El visitante se quedó hasta la hora de la comida; por la tarde, todavía temprano, pudimos montar a caballo y dimos buenos galopes para llegar a los puestos distantes, donde pudimos examinar las majadas de ovejas y tomamos mate con los puesteros. Volvimos a la estancia con las últimas luces del día.

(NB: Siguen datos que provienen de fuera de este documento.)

//! Task and project records as fetched from the store.

use crate::model::due::Due;
use serde::{Deserialize, Serialize};

/// One Todoist item.
///
/// Field names follow the sync API (`content`, `parent_id`, `child_order`,
/// `checked`, `labels`) so a dump of the real store deserializes directly.
/// The mode is derived from `content` at tree-build time and never stored.
#[derive(Debug, Clone, Serialize, Deserialize)]
pub struct Task {
    /// Unique, stable identifier.
    pub id: String,
    /// Display name. May end with a mode marker and a `{…}` due hint.
    pub content: String,
    /// The project this task belongs to.
    pub project_id: String,
    /// Parent task, or `None` for a top-level task of the project.
    #[serde(default, skip_serializing_if = "Option::is_none")]
    pub parent_id: Option<String>,
    /// Sibling position as kept by the store. Serial mode treats this
    /// order as the intended execution order.
    #[serde(default)]
    pub child_order: i64,
    /// Due entry, if any.
    #[serde(default, skip_serializing_if = "Option::is_none")]
    pub due: Option<Due>,
    /// Completion flag.
    #[serde(default)]
    pub checked: bool,
    /// Applied label names.
    #[serde(default, skip_serializing_if = "Vec::is_empty")]
    pub labels: Vec<String>,
}

impl Task {
    /// Whether the task's due date is recurring.
    pub fn is_recurring(&self) -> bool {
        self.due.as_ref().is_some_and(|due| due.is_recurring)
    }

    /// Whether the task carries the given label.
    pub fn has_label(&self, label: &str) -> bool {
        self.labels.iter().any(|l| l == label)
    }
}

/// One Todoist project: the root container of a task tree.
///
/// A project follows the same mode-marker rule as a task but carries no
/// due date or labels of its own and is never itself activated.
#[derive(Debug, Clone, Serialize, Deserialize)]
pub struct Project {
    /// Unique, stable identifier.
    pub id: String,
    /// Display name, same marker rule as task content.
    pub name: String,
    /// Position among projects. Not used by the rules, kept for round-trips.
    #[serde(default)]
    pub child_order: i64,
    /// Archived projects are skipped entirely.
    #[serde(default)]
    pub is_archived: bool,
}

#[cfg(test)]
mod tests {
    use super::*;
    use crate::model::due::DueDate;
    use chrono::NaiveDate;

    #[test]
    fn test_is_recurring() {
        let mut task = Task {
            id: "1".to_string(),
            content: "Water plants".to_string(),
            project_id: "p1".to_string(),
            parent_id: None,
            child_order: 0,
            due: None,
            checked: false,
            labels: vec![],
        };
        assert!(!task.is_recurring());

        task.due = Some(Due {
            date: DueDate::Day(NaiveDate::from_ymd_opt(2026, 1, 1).unwrap()),
            is_recurring: true,
            string: Some("every day".to_string()),
            timezone: None,
        });
        assert!(task.is_recurring());
    }

    #[test]
    fn test_task_toml_defaults() {
        let toml_str = r#"
            id = "42"
            content = "Buy milk"
            project_id = "p1"
        "#;
        let task: Task = toml::from_str(toml_str).unwrap();
        assert_eq!(task.parent_id, None);
        assert_eq!(task.child_order, 0);
        assert!(task.due.is_none());
        assert!(!task.checked);
        assert!(task.labels.is_empty());
    }
}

En los días siguientes hicimos visitas parecidas y me divirtió mucho la diversidad que se podía observar en cuanto a índole y casta de los puesteros. La mayoría de ellos eran nativos, hombres graves, de apariencia seria y hasta taciturnos, pero no mal intencionados. Uno de los puesteros era un irlandés alegre, de cara tan tostada por el sol que hubiera asustado por el color a sus amigos de Tipperary; acariciaba a un muchachito, moreno también, que hubiera asustado con mayor razón a sus paisanos. Estaba el irlandés sentado a la puerta del rancho, tomando el fresco tranquilamente después de un día de trabajo muy caluroso y jugaba con su baby color café, mientras la señora preparaba la carne para la cena. A un par de leguas de este puesto había otra majada, a cargo de un Juan el Alemán. Sujetamos los caballos a la puerta de la casa y le encontramos at home con su mujer alemana y un grupo de chicos rubios y de ojos azules, alemanes también. Este Juan era un hombre de mérito y daba buenos ejemplos de prudencia e industria a sus vecinos de la campaña porque aprovechaba sus horas libres para trabajar como zapatero, y en un lugar donde todos estaban a veinte millas de la ciudad más cercana, tenía siempre, como era natural, trabajo en abundancia. Por este medio, estaba en condiciones de ahorrar todo su sueldo de puestero y ya había empezado a formar su pequeña majada de ovejas propias; de manera que, tomando en cuenta la rápida multiplicación de estos animales, el honrado Juan está en condiciones de hacer fortuna y convertirse en estanciero.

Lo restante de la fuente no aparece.